1.0 前言
目前Spark Streaming编程指南地址:
http://spark.apache.org/docs/latest/streaming-programming-guide.html
1.1 创建StreamingContext对象
1.1.1通过SparkContext创建
源码如下:
def this (sparkContext:SparkContext, batchDuration: Duration) = {
this (sparkContext, null ,batchDuration)
}
第一参数为sparkContext对象,第二个参数为批次时间;
创建实例:
val ssc = new StreamingContext( sc , Seconds( 5 ))
1.1.2通过SparkConf创建
源码如下:
def this (conf:SparkConf, batchDuration: Duration) = {
this (StreamingContext.createNewSparkContext(conf), null ,batchDuration)
}
第一参数为SparkConf对象,第二个参数为批次时间;
创建实例:
val conf = new SparkConf().setAppName( "StreamTest" )

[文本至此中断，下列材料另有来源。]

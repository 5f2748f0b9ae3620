/*!
arithmetic.rs - ADC / SBC opcode family handler.

Binary only: the DECIMAL flag is carried in P but never changes the result.
SBC is ADC of the one's complement. The undocumented $EB SBC shares this
path through its mnemonic.
*/

use crate::cpu::execute::{Operand, adc, read_operand, sbc};
use crate::cpu::opcodes::{Mnemonic, Opcode};
use crate::cpu::regs::CpuRegs;
use crate::cpu_bus::CpuBus;

pub(super) fn handle<C: CpuRegs, B: CpuBus + ?Sized>(
    op: &Opcode,
    cpu: &mut C,
    bus: &mut B,
    operand: &Operand,
    _cycles: &mut u32,
) -> bool {
    match op.mnemonic {
        Mnemonic::ADC => {
            let v = read_operand(cpu, bus, operand);
            adc(cpu, v);
        }
        Mnemonic::SBC => {
            let v = read_operand(cpu, bus, operand);
            sbc(cpu, v);
        }
        _ => return false,
    }
    true
}
/*!
trace.rs - Nintendulator / nestest style instruction trace lines.

Layout (column positions are fixed so logs diff cleanly against the
reference):

```text
C000  4C F5 C5  JMP $C5F5                       A:00 X:00 Y:00 P:24 SP:FD PPU:  0, 21 CYC:7
C6BD  04 A9    *NOP $A9 = 00                    A:AA X:97 Y:4E P:EF SP:F9 PPU:  0,253 CYC:...
```

- PC, then up to three raw instruction bytes.
- `*` in column 15 marks an undocumented opcode.
- Disassembly with operand annotations: the effective address (`@ xxxx`)
  for indexed/indirect modes and the current value at it (`= xx`), except
  for JMP/JSR absolute which print only the target.
- Register dump, optional `PPU:scanline,dot` (pre-render line printed as
  261), and the cycle count before the instruction executes.

Every memory access goes through `PeekView`, so formatting a line never
triggers PPU register side effects.
*/

use std::fmt::Write as _;

use crate::cpu::addressing::{
    AddressingMode, at_absolute, at_absolute_indirect, at_absolute_x, at_absolute_y,
    at_indexed_indirect_x, at_indirect_indexed_y, at_relative, at_zero_page, at_zero_page_x,
    at_zero_page_y,
};
use crate::cpu::opcodes::{Mnemonic, Opcode};
use crate::cpu::{Cpu, CpuRegisters};
use crate::cpu_bus::{CpuBus, PeekView};
use crate::ppu::SCANLINES_PER_FRAME;

/// PPU position printed in the `PPU:` column.
#[derive(Debug, Clone, Copy, PartialEq, Eq)]
pub struct PpuPosition {
    pub scanline: i16,
    pub dot: u16,
}

/// Format the line for the instruction at the CPU's current PC.
pub fn trace_line<B: CpuBus + ?Sized>(cpu: &Cpu, bus: &B, ppu: Option<PpuPosition>) -> String {
    format_line(&cpu.registers(), cpu.total_cycles(), bus, ppu)
}

pub fn format_line<B: CpuBus + ?Sized>(
    regs: &CpuRegisters,
    cycles: u64,
    bus: &B,
    ppu: Option<PpuPosition>,
) -> String {
    let mut view = PeekView(bus);
    let op = Opcode::lookup(view.read(regs.pc));

    let mut raw = String::with_capacity(8);
    for i in 0..op.len() {
        if i > 0 {
            raw.push(' ');
        }
        let _ = write!(raw, "{:02X}", view.read(regs.pc.wrapping_add(i)));
    }

    let marker = if op.illegal { '*' } else { ' ' };
    let text = disassemble(op, regs, &mut view);

    let mut line = format!(
        "{:04X}  {:<8} {}{:<31} A:{:02X} X:{:02X} Y:{:02X} P:{:02X} SP:{:02X}",
        regs.pc, raw, marker, text, regs.a, regs.x, regs.y, regs.p, regs.sp
    );
    if let Some(pos) = ppu {
        let scanline = pos.scanline.rem_euclid(SCANLINES_PER_FRAME);
        let _ = write!(line, " PPU:{:>3},{:>3}", scanline, pos.dot);
    }
    let _ = write!(line, " CYC:{cycles}");
    line
}

/// Mnemonic plus annotated operand, e.g. `LDA ($80,X) @ 80 = 0200 = 5A`.
fn disassemble<B: CpuBus + ?Sized>(op: &Opcode, regs: &CpuRegisters, bus: &mut B) -> String {
    let pc = regs.pc.wrapping_add(1);
    let (x, y) = (regs.x, regs.y);
    let mnemonic = op.mnemonic;

    let operand = match op.mode {
        AddressingMode::Implied => String::new(),
        AddressingMode::Accumulator => "A".to_string(),
        AddressingMode::Immediate => format!("#${:02X}", bus.read(pc)),
        AddressingMode::ZeroPage => {
            let addr = at_zero_page(bus, pc);
            format!("${:02X} = {:02X}", addr, bus.read(addr))
        }
        AddressingMode::ZeroPageX => {
            let addr = at_zero_page_x(bus, pc, x);
            format!("${:02X},X @ {:02X} = {:02X}", bus.read(pc), addr, bus.read(addr))
        }
        AddressingMode::ZeroPageY => {
            let addr = at_zero_page_y(bus, pc, y);
            format!("${:02X},Y @ {:02X} = {:02X}", bus.read(pc), addr, bus.read(addr))
        }
        AddressingMode::Absolute => {
            let addr = at_absolute(bus, pc);
            if matches!(mnemonic, Mnemonic::JMP | Mnemonic::JSR) {
                format!("${addr:04X}")
            } else {
                format!("${:04X} = {:02X}", addr, bus.read(addr))
            }
        }
        AddressingMode::AbsoluteX => {
            let base = at_absolute(bus, pc);
            let addr = at_absolute_x(bus, pc, x);
            format!("${:04X},X @ {:04X} = {:02X}", base, addr, bus.read(addr))
        }
        AddressingMode::AbsoluteY => {
            let base = at_absolute(bus, pc);
            let addr = at_absolute_y(bus, pc, y);
            format!("${:04X},Y @ {:04X} = {:02X}", base, addr, bus.read(addr))
        }
        AddressingMode::Indirect => {
            let ptr = at_absolute(bus, pc);
            let target = at_absolute_indirect(bus, pc);
            format!("(${ptr:04X}) = {target:04X}")
        }
        AddressingMode::IndexedIndirectX => {
            let zp = bus.read(pc);
            let addr = at_indexed_indirect_x(bus, pc, x);
            format!(
                "(${:02X},X) @ {:02X} = {:04X} = {:02X}",
                zp,
                zp.wrapping_add(x),
                addr,
                bus.read(addr)
            )
        }
        AddressingMode::IndirectIndexedY => {
            let zp = bus.read(pc);
            let addr = at_indirect_indexed_y(bus, pc, y);
            let base = addr.wrapping_sub(y as u16);
            format!(
                "(${:02X}),Y = {:04X} @ {:04X} = {:02X}",
                zp,
                base,
                addr,
                bus.read(addr)
            )
        }
        AddressingMode::Relative => format!("${:04X}", at_relative(bus, pc)),
    };

    if operand.is_empty() {
        mnemonic.to_string()
    } else {
        format!("{mnemonic} {operand}")
    }
}
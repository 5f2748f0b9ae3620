/*!
rmw.rs - Read-Modify-Write opcode family handler (shifts, rotates, INC/DEC)

Overview
========
```text
    ASL LSR ROL ROR   accumulator or memory
    INC DEC           memory
```

The value is read once, transformed (carry and Z/N updated by the
transform), and written back once. Memory forms never pay a page-cross
penalty; their indexed timing is fixed in the opcode table.
*/

use crate::cpu::execute::{Operand, asl, dec, inc, lsr, modify, rol, ror};
use crate::cpu::opcodes::{Mnemonic, Opcode};
use crate::cpu::regs::CpuRegs;
use crate::cpu_bus::CpuBus;

pub(super) fn handle<C: CpuRegs, B: CpuBus + ?Sized>(
    op: &Opcode,
    cpu: &mut C,
    bus: &mut B,
    operand: &Operand,
    _cycles: &mut u32,
) -> bool {
    let transform: fn(&mut C, u8) -> u8 = match op.mnemonic {
        Mnemonic::ASL => asl,
        Mnemonic::LSR => lsr,
        Mnemonic::ROL => rol,
        Mnemonic::ROR => ror,
        Mnemonic::INC => inc,
        Mnemonic::DEC => dec,
        _ => return false,
    };
    modify(cpu, bus, operand, transform);
    true
}

#[cfg(test)]
mod tests {
    use crate::cpu::dispatch::step;
    use crate::cpu::regs::CpuRegs;
    use crate::cpu::state::StatusFlags;
    use crate::test_utils::flat_cpu;

    #[test]
    fn asl_accumulator() {
        let (mut cpu, mut bus) = flat_cpu(&[0x0A]);
        cpu.set_a(0x81);
        assert_eq!(step(&mut cpu, &mut bus), 2);
        assert_eq!(cpu.a(), 0x02);
        assert!(cpu.is_flag_set(StatusFlags::CARRY));
    }

    #[test]
    fn ror_memory_uses_carry_in() {
        let (mut cpu, mut bus) = flat_cpu(&[0x66, 0x10]);
        bus.poke(0x0010, 0x02);
        cpu.update_carry(true);
        assert_eq!(step(&mut cpu, &mut bus), 5);
        assert_eq!(bus.peek(0x0010), 0x81);
        assert!(!cpu.is_flag_set(StatusFlags::CARRY));
        assert!(cpu.is_flag_set(StatusFlags::NEGATIVE));
    }

    #[test]
    fn inc_dec_memory_wrap() {
        let (mut cpu, mut bus) = flat_cpu(&[0xEE, 0x00, 0x03, 0xCE, 0x00, 0x03, 0xDE, 0xFF, 0x02]);
        bus.poke(0x0300, 0xFF);
        assert_eq!(step(&mut cpu, &mut bus), 6);
        assert_eq!(bus.peek(0x0300), 0x00);
        assert!(cpu.is_flag_set(StatusFlags::ZERO));
        step(&mut cpu, &mut bus);
        assert_eq!(bus.peek(0x0300), 0xFF);
        assert!(cpu.is_flag_set(StatusFlags::NEGATIVE));
        cpu.set_x(0x01);
        assert_eq!(step(&mut cpu, &mut bus), 7);
        assert_eq!(bus.peek(0x0300), 0xFE);
    }
}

val ssc = new StreamingContext( conf ,Seconds( 5 ))
1.1.3通过SparkConf参数创建
源码如下:
def this (
master: String,
appName: String,
batchDuration: Duration,
sparkHome: String = null ,
jars: Seq[String] = Nil,
environment: Map[String, String] = Map()) = {
this (StreamingContext.createNewSparkContext(master,appName, sparkHome, jars, environment),
null , batchDuration)
}
第一参数为需要创建SparkConf对象的详细参数,master-spark地址,appName-对象名称,sparkHome- sparkHome环境变量,jars, environment,第二个参数为批次时间;
创建实例:
val ssc = newStreamingContext(“ spark://host:port”, "StreamTest", Seconds(5), System.getenv("SPARK_HOME"),StreamingContext.jarOfClass(this.getClass))
1.1.4通过checkpointfile参数创建
源码如下:
def this (path:String, hadoopConf: Configuration) =
this ( null , CheckpointReader.read(path, new SparkConf(), hadoopConf).get, null )
第一参数为checkpoint file的路径,第二个参数为haoop的配置
源码如下:
def this (path:String) = this (path, new Configuration)
第一参数为checkpoint file的路径
1.2创建Dstream监听对象
1.2.1 fileStream
源码如下:
/**
* Create a input stream that monitors a Hadoop-compatible filesystem
* for new files and reads them using the given key-value types and inputformat.
* Files must be written to the monitored directory by "moving"them from another
* location within the same file system. File names starting with . areignored.
* @param directory HDFS directory to monitor for new file